Insurance should be a simple business. Basically it works by offering you cover against injury or loss in pretty much any situation, in return for an annual or monthly payment (the premium). The insurer works out your premium by assessing the risk of something nasty happening (you crashing your car, for instance) and what it will cost to pay for the damage. In some cases having this kind of protection makes sense but it all depends on the premiums you have to pay (i.e. the cost of the insurance), the flexibility of the policy and how likely it is ever to pay out. You need some insurance – some of it is compulsory anyway – but most of it is overpriced and underused. Buying it is often simply no better a use of your hard-earned cash than buying a coat in the January sales that you never wear. You would, in the main, be better off opening a savings account (call it your Calamity Account) and putting all the money you might have spent on insurance into it. Then, if you have a disaster of the kind we are so often warned about, you will have the cash to cover it and if you do not you will soon find you have a tidy – and growing – sum of money to keep. My bet is that your account will rarely be empty.

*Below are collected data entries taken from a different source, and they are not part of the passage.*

impl Atlas {
    pub fn new(name: impl Into<String>, size_class: SizeClass, policy: PackPolicy) -> Self {
        Self {
            name: name.into(),
            size_class,
            policy,
            pages: Vec::new(),
            live: HashMap::new(),
            pending: Vec::new(),
            stats: AtlasStats::default(),
        }
    }

    pub fn name(&self) -> &str {
        &self.name
    }

    pub fn size_class(&self) -> SizeClass {
        self.size_class
    }

    pub fn policy(&self) -> PackPolicy {
        self.policy
    }

    pub fn pages(&self) -> &[Page] {
        &self.pages
    }

    pub fn page_count(&self) -> usize {
        self.pages.len()
    }

    pub fn live_count(&self) -> usize {
        self.live.len()
    }

    pub fn pending_count(&self) -> usize {
        self.pending.len()
    }

    pub fn stats(&self) -> AtlasStats {
        self.stats
    }

    /// The placement a live key resolves to, if any.
    pub fn placement(&self, key: &str) -> Option<Placement> {
        let rec = self.live.get(key)?;
        Some(Placement {
            texture: Some(self.pages[rec.page as usize].texture()),
            page: Some(rec.page),
            rect: rec.rect,
            offset: rec.offset,
        })
    }

    /// Current reference count for a live key.
    pub fn ref_count(&self, key: &str) -> Option<u32> {
        self.live.get(key).map(|r| r.refs)
    }

    pub fn snapshot(&self) -> AtlasSnapshot {
        AtlasSnapshot {
            name: self.name.clone(),
            size_class: self.size_class,
            live: self.live.len(),
            pending: self.pending.len(),
            pages: self
                .pages
                .iter()
                .map(|p| PageSnapshot {
                    index: p.index(),
                    free_areas: p.free_area_count(),
                    free_pixels: p.free_pixels(),
                })
                .collect(),
        }
    }

    /// Submit a placement request for `key` with the given content size.
    ///
    /// Live keys are served synchronously with a bumped reference count.
    /// Unknown keys become pending; requests for a key already in flight are
    /// coalesced onto it, so a later [`resolve_pending`] packs once and
    /// answers every waiter. Zero-sized and page-exceeding content is
    /// rejected immediately through the sentinel — re-requesting it would
    /// fail identically, so it is never queued.
    ///
    /// [`resolve_pending`]: Atlas::resolve_pending
    pub fn request_placement(
        &mut self,
        key: &str,
        width: u32,
        height: u32,
        callback: PlacementCallback,
        pools: &mut RecordPools,
    ) -> RequestState {
        if let Some(rec) = self.live.get_mut(key) {
            rec.refs += 1;
            self.stats.hits += 1;
            let placement = Placement {
                texture: Some(self.pages[rec.page as usize].texture()),
                page: Some(rec.page),
                rect: rec.rect,
                offset: rec.offset,
            };
            callback(placement);
            return RequestState::Hit;
        }

        let length = self.size_class.length();
        if width == 0 || height == 0 || width > length || height > length {
            warn!(atlas = %self.name, key, width, height, "content cannot be placed on a {length} page");
            self.stats.rejected += 1;
            callback(Placement::UNPLACED);
            return RequestState::Rejected;
        }

        let coalesced = self.pending.iter().any(|p| p.key == key);
        let mut request = pools.requests.acquire();
        request.key.push_str(key);
        request.callback = Some(callback);
        self.pending.push(request);

        if coalesced {
            trace!(atlas = %self.name, key, "coalesced onto in-flight request");
            RequestState::Coalesced
        } else {
            RequestState::Pending
        }
    }

    /// Pack the pending request(s) for `key` and invoke every waiting
    /// callback with the same placement.
    ///
    /// `None` or an unavailable source resolves the waiters with the
    /// sentinel. A key with no pending entries (already resolved, or
    /// cancelled by a release) is a no-op.
    pub fn resolve_pending(
        &mut self,
        key: &str,
        source: Option<&dyn PixelSource>,
        blitter: &mut dyn PageBlitter,
        pools: &mut RecordPools,
    ) {
        if !self.pending.iter().any(|p| p.key == key) {
            return;
        }

        // A stale work item can run after an earlier one already packed the
        // key; late waiters just join the live placement.
        if self.live.contains_key(key) {
            let placement = self.placement(key).unwrap_or(Placement::UNPLACED);
            let joined = self.drain_pending(key, placement, pools);
            if let Some(rec) = self.live.get_mut(key) {
                rec.refs += joined as u32;
            }
            return;
        }

        let Some(source) = source.filter(|s| s.available()) else {
            warn!(atlas = %self.name, key, "source unavailable, resolving waiters with sentinel");
            self.stats.rejected += 1;
            self.drain_pending(key, Placement::UNPLACED, pools);
            return;
        };

        let alignment = self.policy.alignment();
        let src_rect = source.source_rect();
        let width = ceil_align(src_rect.width, alignment);
        let height = ceil_align(src_rect.height, alignment);
        let length = self.size_class.length();
        if width == 0 || height == 0 || width > length || height > length {
            warn!(atlas = %self.name, key, width, height, "aligned content exceeds a {length} page");
            self.stats.rejected += 1;
            self.drain_pending(key, Placement::UNPLACED, pools);
            return;
        }

        let Some(placed) = self.insert_area(width, height, blitter) else {
            self.stats.rejected += 1;
            self.drain_pending(key, Placement::UNPLACED, pools);
            return;
        };

        let page = &self.pages[placed.page as usize];
        let (aligned_src, offset) = align_source_rect(
            src_rect,
            alignment,
            source.width(),
            source.height(),
            placed.content.x,
            placed.content.y,
            page.width(),
            page.height(),
        );
        blitter.copy_region(source, aligned_src, page.texture(), placed.content.x, placed.content.y);

        let mut record = pools.records.acquire();
        record.page = placed.page;
        record.rect = IntRect::new(placed.content.x, placed.content.y, width, height);
        record.carved = placed.carved;
        record.offset = offset;

        let placement = Placement {
            texture: Some(page.texture()),
            page: Some(placed.page),
            rect: record.rect,
            offset,
        };
        record.refs = self.drain_pending(key, placement, pools) as u32;
        self.live.insert(key.to_owned(), record);
        self.stats.placed += 1;
    }

    /// Drop one reference to `key`.
    ///
    /// At zero the record is destroyed and its carved rectangle always
    /// returns to the owning page's free list; `clear_pixels` only controls
    /// whether the vacated region is wiped to transparent. Releasing a key
    /// that is still pending cancels its most recent pending entry without
    /// invoking the queued callback.
    ///
    /// Returns `false` if the key is neither live nor pending.
    pub fn release_placement(
        &mut self,
        key: &str,
        clear_pixels: bool,
        blitter: &mut dyn PageBlitter,
        pools: &mut RecordPools,
    ) -> bool {
        if let Some(mut rec) = self.live.remove(key) {
            rec.refs = rec.refs.saturating_sub(1);
            if rec.refs > 0 {
                self.live.insert(key.to_owned(), rec);
            } else {
                let page = &mut self.pages[rec.page as usize];
                if clear_pixels {
                    blitter.clear_region(page.texture(), rec.carved);
                }
                page.add_free_area(rec.carved);
                trace!(atlas = %self.name, key, page = rec.page, "placement evicted");
                self.stats.released += 1;
                pools.records.release(rec);
            }
            return true;
        }

        // Cancel-before-resolve: drop the newest pending entry for the key.
        for i in (0..self.pending.len()).rev() {
            if self.pending[i].key == key {
                let request = self.pending.remove(i);
                pools.requests.release(request);
                trace!(atlas = %self.name, key, "pending request cancelled");
                return true;
            }
        }

        false
    }

    /// Forget every placement and pending request and mark all pages free.
    /// Pages and their textures stay alive for reuse; the pixel wipe is
    /// skipped when `wipe_pixels` is false (application paused).
    pub fn clear(&mut self, wipe_pixels: bool, blitter: &mut dyn PageBlitter, pools: &mut RecordPools) {
        for (_, record) in self.live.drain() {
            pools.records.release(record);
        }
        for request in self.pending.drain(..) {
            // Queued callbacks are dropped uninvoked on teardown.
            pools.requests.release(request);
        }
        for page in &mut self.pages {
            page.reset();
            if wipe_pixels {
                blitter.clear_region(page.texture(), IntRect::new(0, 0, page.width(), page.height()));
            }
        }
    }

    /// Release every page texture. The atlas is unusable afterwards.
    pub fn destroy(&mut self, blitter: &mut dyn PageBlitter) {
        self.live.clear();
        self.pending.clear();
        for page in self.pages.drain(..) {
            blitter.release_page(page.texture());
        }
    }

    /// First-fit scan over pages in creation order, growing by one lazily
    /// created page when every existing page is exhausted.
    fn insert_area(&mut self, width: u32, height: u32, blitter: &mut dyn PageBlitter) -> Option<PlacedArea> {
        let padding = self.policy.padding();
        let alignment = self.policy.alignment();

        let mut choice = None;
        for (i, page) in self.pages.iter().enumerate() {
            if let Some(fit) = page.find_free_area(width, height, padding, alignment) {
                choice = Some((i, fit));
                break;
            }
        }

        let (index, fit) = match choice {
            Some(c) => c,
            None => {
                debug!(atlas = %self.name, page = self.pages.len(), "no free area, creating page");
                let index = self.create_page(blitter);
                match self.pages[index].find_free_area(width, height, padding, alignment) {
                    Some(fit) => (index, fit),
                    None => {
                        debug_assert!(false, "a fresh page must hold pre-checked content");
                        return None;
                    }
                }
            }
        };

        let area = self.pages[index].carve(fit, width, height, padding);
        debug_assert!(
            area.content.x % alignment == 0 && area.content.y % alignment == 0,
            "placement {:?} is off the {alignment} alignment grid",
            area.content
        );
        Some(PlacedArea { page: index as u32, content: area.content, carved: area.carved })
    }

    fn create_page(&mut self, blitter: &mut dyn PageBlitter) -> usize {
        let length = self.size_class.length();
        let index = self.pages.len() as u32;
        let label = format!("{}-{length}x{length}-{index}", self.name);
        let texture = blitter.create_page(length, length, &label);
        self.pages.push(Page::new(index, length, length, texture));
        self.stats.pages_created += 1;
        self.pages.len() - 1
    }

    /// Remove every pending entry for `key`, invoking each callback with
    /// `placement`. Returns how many waiters were answered.
    fn drain_pending(&mut self, key: &str, placement: Placement, pools: &mut RecordPools) -> usize {
        let mut answered = 0;
        for i in (0..self.pending.len()).rev() {
            if self.pending[i].key == key {
                let mut request = self.pending.remove(i);
                if let Some(callback) = request.callback.take() {
                    callback(placement);
                    answered += 1;
                }
                pools.requests.release(request);
            }
        }
        answered
    }
}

Below I’ve made a list of some of the insurances the financial services business thinks you should have (it’s not a comprehensive list – they’re always coming up with more) and looked at whether it’s a good idea to have them or if they are just another clever wheeze to part you from your money. Basically, you should only be buying insurance for things you cannot replace, pay for, or forgo without suffering real pain.
Do you need it?
Life insurance? Sometimes
Very often it makes sense to insure against the really big calamities. Small disasters you can swallow from your income; really big ones you probably can’t. However, that doesn’t automatically mean you need life insurance. Yes, if you have a non-working partner and children you need to provide for, but if you have no dependants you just don’t: if you die a lot of people will probably be very upset but as it won’t make a financial difference to anyone why spend your money on insurance now? What difference will it make whether your mortgage is paid or not when you are dead? Put the money in a savings account instead. If you do have dependants it is different – you will probably feel that you want to have some insurance to cover them if something awful does happen. However, you may not need to take out a life insurance policy. Insurance salesmen are big on emotional blackmail. You need to be stuffed up to the eyeballs with life insurance, they will tell you, to ‘protect your family’ (‘How would your family cope without you and your income?’ ‘What happens if the unthinkable happens?’ ‘How much do you matter?’), but don’t be scared into giving them your money when you don’t need to. Don’t forget they get hefty commissions on every policy they sell.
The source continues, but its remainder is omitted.